Hylics' Use of Daytime Horror Makes it Truly Terrifying

A yellow man with a crescent moon shaped head, posed in front of a psychedelic backgroud

Feature

Hylics' Use of Daytime Horror Makes it Truly Terrifying

October 29, 2021

By: Allisa James

 
 

A bright, beautiful sunny day with clear blue skies. Fluffy white clouds lazily floating through the air. This picturesque daytime doesn’t sound like the standard horror setting at all. There’s no dark and dreary setting, no haunted cabins or mansions in the middle of the night, no thick and sickly yellow fogs obscuring your vision.

But that’s the magic of daytime horror. It takes the seemingly safest of settings and turns it on its head. No longer are the creatures restricted to nighttime. The horrors are not only known but under the glaring, oppressive sunlight they are fully comprehensible. And very few daytime horror games handle this concept as well as Hylics and Hylics 2.

The original Hylics was released in 2015 and is completely animated in claymation, lending the game its distinctive and disturbing art style. Its sequel was released in 2020 and amped up the surrealism to its natural conclusion. Both titles surround the exploits of a moon-shaped-headed protagonist Wayne, as he and his allies oppose the mad and powerful ruler Gabby.

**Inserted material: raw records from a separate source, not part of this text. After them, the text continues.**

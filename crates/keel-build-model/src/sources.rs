use serde::{Deserialize, Serialize};
use serde_json::Value;
use url::Url;

use crate::{BuildTargetIdentifier, Language};

/// BSP `SourceItemKind`: `1` for files, `2` for directories.
#[derive(Debug, Clone, Copy, PartialEq, Eq, Hash, Serialize, Deserialize)]
#[serde(try_from = "u8", into = "u8")]
pub enum SourceItemKind {
    File,
    Directory,
}

impl TryFrom<u8> for SourceItemKind {
    type Error = String;

    fn try_from(value: u8) -> Result<Self, Self::Error> {
        match value {
            1 => Ok(Self::File),
            2 => Ok(Self::Directory),
            other => Err(format!("unknown source item kind {other}")),
        }
    }
}

impl From<SourceItemKind> for u8 {
    fn from(kind: SourceItemKind) -> Self {
        match kind {
            SourceItemKind::File => 1,
            SourceItemKind::Directory => 2,
        }
    }
}

/// Role of a source item within its target.
#[derive(Debug, Clone, Copy, PartialEq, Eq, Hash, Serialize, Deserialize)]
#[serde(rename_all = "lowercase")]
pub enum SourceKitSourceItemKind {
    Source,
    Header,
    Doc,
}

#[derive(Debug, Clone, PartialEq, Serialize, Deserialize)]
#[serde(rename_all = "camelCase")]
pub struct SourceItem {
    pub uri: Url,
    pub kind: SourceItemKind,
    #[serde(default)]
    pub generated: bool,
    #[serde(default, skip_serializing_if = "Option::is_none")]
    pub data_kind: Option<String>,
    #[serde(default, skip_serializing_if = "Option::is_none")]
    pub data: Option<Value>,
}

impl SourceItem {
    pub const SOURCE_KIT_DATA_KIND: &'static str = "sourceKit";

    pub fn file(uri: Url) -> Self {
        Self {
            uri,
            kind: SourceItemKind::File,
            generated: false,
            data_kind: None,
            data: None,
        }
    }

    pub fn directory(uri: Url) -> Self {
        Self {
            kind: SourceItemKind::Directory,
            ..Self::file(uri)
        }
    }

    pub fn with_source_kit_data(mut self, data: SourceKitSourceItemData) -> Self {
        self.data_kind = Some(Self::SOURCE_KIT_DATA_KIND.to_owned());
        self.data = serde_json::to_value(data).ok();
        self
    }

    /// Decodes the `sourceKit` metadata attached to this item.
    ///
    /// Items without metadata (or with a different `dataKind`) decode to `None`.
    pub fn source_kit_data(&self) -> Option<SourceKitSourceItemData> {
        if self.data_kind.as_deref() != Some(Self::SOURCE_KIT_DATA_KIND) {
            return None;
        }
        match self.data.clone().map(serde_json::from_value) {
            Some(Ok(data)) => Some(data),
            Some(Err(err)) => {
                tracing::error!(
                    target = "keel.build_model",
                    uri = %self.uri,
                    error = %err,
                    "malformed sourceKit source item data"
                );
                None
            }
            None => None,
        }
    }
}

#[derive(Debug, Clone, Default, PartialEq, Eq, Serialize, Deserialize)]
#[serde(rename_all = "camelCase")]
pub struct SourceKitSourceItemData {
    /// LSP language identifier; unknown identifiers are kept verbatim.
    #[serde(default, skip_serializing_if = "Option::is_none")]
    pub language: Option<String>,
    #[serde(default, skip_serializing_if = "Option::is_none")]
    pub kind: Option<SourceKitSourceItemKind>,
    #[serde(default, skip_serializing_if = "Option::is_none")]
    pub output_path: Option<String>,
    #[serde(default, skip_serializing_if = "Option::is_none")]
    pub copy_destinations: Option<Vec<Url>>,
}

impl SourceKitSourceItemData {
    pub fn language(&self) -> Option<Language> {
        self.language.as_deref().and_then(Language::from_language_id)
    }
}

#[derive(Debug, Clone, PartialEq, Serialize, Deserialize)]
#[serde(rename_all = "camelCase")]
pub struct SourcesItem {
    pub target: BuildTargetIdentifier,
    #[serde(default)]
    pub sources: Vec<SourceItem>,
    #[serde(default, skip_serializing_if = "Option::is_none")]
    pub roots: Option<Vec<Url>>,
}
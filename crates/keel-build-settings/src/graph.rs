use std::collections::{BTreeMap, BTreeSet, VecDeque};

use keel_build_model::{BuildTarget, BuildTargetIdentifier};

/// A build target with the graph properties derived from the full target list.
#[derive(Debug, Clone, PartialEq)]
pub struct BuildTargetInfo {
    pub target: BuildTarget,
    /// Longest distance (in dependency edges) from a target nothing depends on.
    pub depth: usize,
    /// Targets that list this target as a dependency.
    pub dependents: BTreeSet<BuildTargetIdentifier>,
}

/// Dependency graph over one snapshot of the backend's targets.
///
/// Built once per target list and never patched; a target change produces a new graph.
#[derive(Debug, Clone, Default, PartialEq)]
pub struct BuildTargetGraph {
    targets: BTreeMap<BuildTargetIdentifier, BuildTargetInfo>,
}

impl BuildTargetGraph {
    pub fn new(targets: Vec<BuildTarget>) -> Self {
        let mut infos: BTreeMap<BuildTargetIdentifier, BuildTargetInfo> = BTreeMap::new();
        for target in targets {
            if infos.contains_key(&target.id) {
                tracing::warn!(
                    target = "keel.build_settings",
                    build_target = %target.id,
                    "duplicate build target; keeping the first occurrence"
                );
                continue;
            }
            infos.insert(
                target.id.clone(),
                BuildTargetInfo {
                    target,
                    depth: 0,
                    dependents: BTreeSet::new(),
                },
            );
        }

        let edges: Vec<(BuildTargetIdentifier, BuildTargetIdentifier)> = infos
            .values()
            .flat_map(|info| {
                info.target
                    .dependencies
                    .iter()
                    .map(|dependency| (info.target.id.clone(), dependency.clone()))
            })
            .collect();
        for (dependent, dependency) in &edges {
            if let Some(info) = infos.get_mut(dependency) {
                info.dependents.insert(dependent.clone());
            }
        }

        let non_roots: BTreeSet<&BuildTargetIdentifier> =
            edges.iter().map(|(_, dependency)| dependency).collect();
        let mut worklist: VecDeque<(BuildTargetIdentifier, usize)> = infos
            .keys()
            .filter(|id| !non_roots.contains(id))
            .map(|id| (id.clone(), 0))
            .collect();

        // Depths above the target count only occur on cycles.
        let max_depth = infos.len();
        let mut depths: BTreeMap<BuildTargetIdentifier, usize> = BTreeMap::new();
        while let Some((id, depth)) = worklist.pop_front() {
            if depths.get(&id).is_some_and(|known| *known >= depth) {
                continue;
            }
            depths.insert(id.clone(), depth);
            if depth >= max_depth {
                continue;
            }
            let Some(info) = infos.get(&id) else {
                continue;
            };
            for dependency in &info.target.dependencies {
                if !infos.contains_key(dependency) {
                    continue;
                }
                if depths
                    .get(dependency)
                    .map_or(true, |known| *known < depth + 1)
                {
                    worklist.push_back((dependency.clone(), depth + 1));
                }
            }
        }

        for (id, depth) in depths {
            if let Some(info) = infos.get_mut(&id) {
                info.depth = depth;
            }
        }

        Self { targets: infos }
    }

    pub fn get(&self, id: &BuildTargetIdentifier) -> Option<&BuildTargetInfo> {
        self.targets.get(id)
    }

    pub fn contains(&self, id: &BuildTargetIdentifier) -> bool {
        self.targets.contains_key(id)
    }

    pub fn targets(&self) -> impl Iterator<Item = &BuildTargetInfo> {
        self.targets.values()
    }

    pub fn ids(&self) -> impl Iterator<Item = &BuildTargetIdentifier> {
        self.targets.keys()
    }

    pub fn len(&self) -> usize {
        self.targets.len()
    }

    pub fn is_empty(&self) -> bool {
        self.targets.is_empty()
    }

    /// Orders `targets` so that dependencies come before their dependents: descending depth,
    /// ties broken by identifier. Unknown targets sort as depth 0.
    pub fn topological_sort(
        &self,
        targets: impl IntoIterator<Item = BuildTargetIdentifier>,
    ) -> Vec<BuildTargetIdentifier> {
        let mut targets: Vec<_> = targets
            .into_iter()
            .collect::<BTreeSet<_>>()
            .into_iter()
            .map(|id| (self.get(&id).map_or(0, |info| info.depth), id))
            .collect();
        targets.sort_by(|(a_depth, a), (b_depth, b)| {
            b_depth.cmp(a_depth).then_with(|| a.cmp(b))
        });
        targets.into_iter().map(|(_, id)| id).collect()
    }

    /// Every target that transitively depends on one of `seeds`. The seeds themselves are
    /// only included when they depend on another seed.
    pub fn targets_depending_on<'a>(
        &self,
        seeds: impl IntoIterator<Item = &'a BuildTargetIdentifier>,
    ) -> BTreeSet<BuildTargetIdentifier> {
        let mut result = BTreeSet::new();
        let mut worklist: Vec<&BuildTargetIdentifier> = seeds.into_iter().collect();
        while let Some(id) = worklist.pop() {
            let Some(info) = self.targets.get(id) else {
                continue;
            };
            for dependent in &info.dependents {
                if result.insert(dependent.clone()) {
                    worklist.push(dependent);
                }
            }
        }
        result
    }
}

Pastel and alien looking architecture in a room, with a fuzzy red enemy in the center

 
 

The setting is unlike any other game you'll find on the market. The sun shines bright on the world, its intense glare exposing the entirety of the desert as well as the eldritch abominations that call themselves its denizens and the ruined alien landmarks hinting of a mass extinction event. Unlike many horror games that conceal the true forms of its horrific aberrations in the cloak of night, Hylics embraces the light and forces the player to witness every horrible sight on the screen.

As you traverse this environment, there's an unsettling and disturbing atmosphere that permeates. Monsters freely roam in every crevice of the blasted landscape, blending in with NPCs that look every bit as twisted and eldritch. Right from the beginning, you encounter beings that kill with a single touch, in a well-lit building no less. And though death is cheap (and at times required), there's still something unspeakably awful watching Wayne's skin and muscle liquefy and melt from his bones under a cheerful sun.

A yellow crescent shaped moon headed man's face melts off his bones

Even in the subtle details does the horror found during daylight shows its capabilities. One of the saddest and most uncanny sights in Hylics 2 is a Wayne clone who didn't grow a carapace in its adulthood. Its injured body is laid out, wiggling as it slowly cooks to death under the scorching heat and light of the unforgiving desert. There's no blanket of darkness or shadows under an overcast sky. Just the image of a lonely slow death, burned into your brain like the sun's afterimage.

The environmental design of Hylics is overexposed in the harsh sunlight as well, just as that one clone was, exposing how horrific the imagery is. Buildings, furniture, and pools of liquid that resemble human intestines. Twisted and warped masses of land that defy all reason and humanity. There’s a prevalent sense of wrong, an undercurrent of evil flowing through each structure and none of it is hidden from the player. As you figure out how to traverse the counterintuitive eldritch land, you’re compelled to fully comprehend it all.

Complementing this are the graphics themselves, rendered in pastel claymation. Claymation is a naturally jerky animation technique, possessing both textures and movements that are distinctively inhuman. It’s a style often used to comedic effect in children’s media, which means that its opposing use here subverts player expectations. One would expect a game that uses such a playful color palette combined with such a dazzling time of day to be harmless and safe. But danger lurks in every corner, and both allies and foes dressed in such fun aesthetics instill a sense of dread instead.

 
 

A battle screen with the party pictured at the bottom and several Eldritch enemies in the center

Combat is especially daunting in this regard since you must either flee from or fight these often powerful abominations directly, and there are no deep shadows. And when your party looks and animates every bit as uncannily as your enemies, there's no escaping the terror. And you can bet it's fully in view during the endless daylight, which is vital as you attack and cast magic using Gestures. Can't exactly look away from the horrors of the screen when you need to keep track of battle happenings.

Hylics and Hylics 2 embody what makes daytime horror so effective. It steals the comfort of the day, the goodness inherent in the light. It betrays and compromises our very understanding of the concept of safety, peeling back those layers to expose the true horrors underneath. It literally shines a light on the worst of the world, then forces us to stare right into its golden abyss.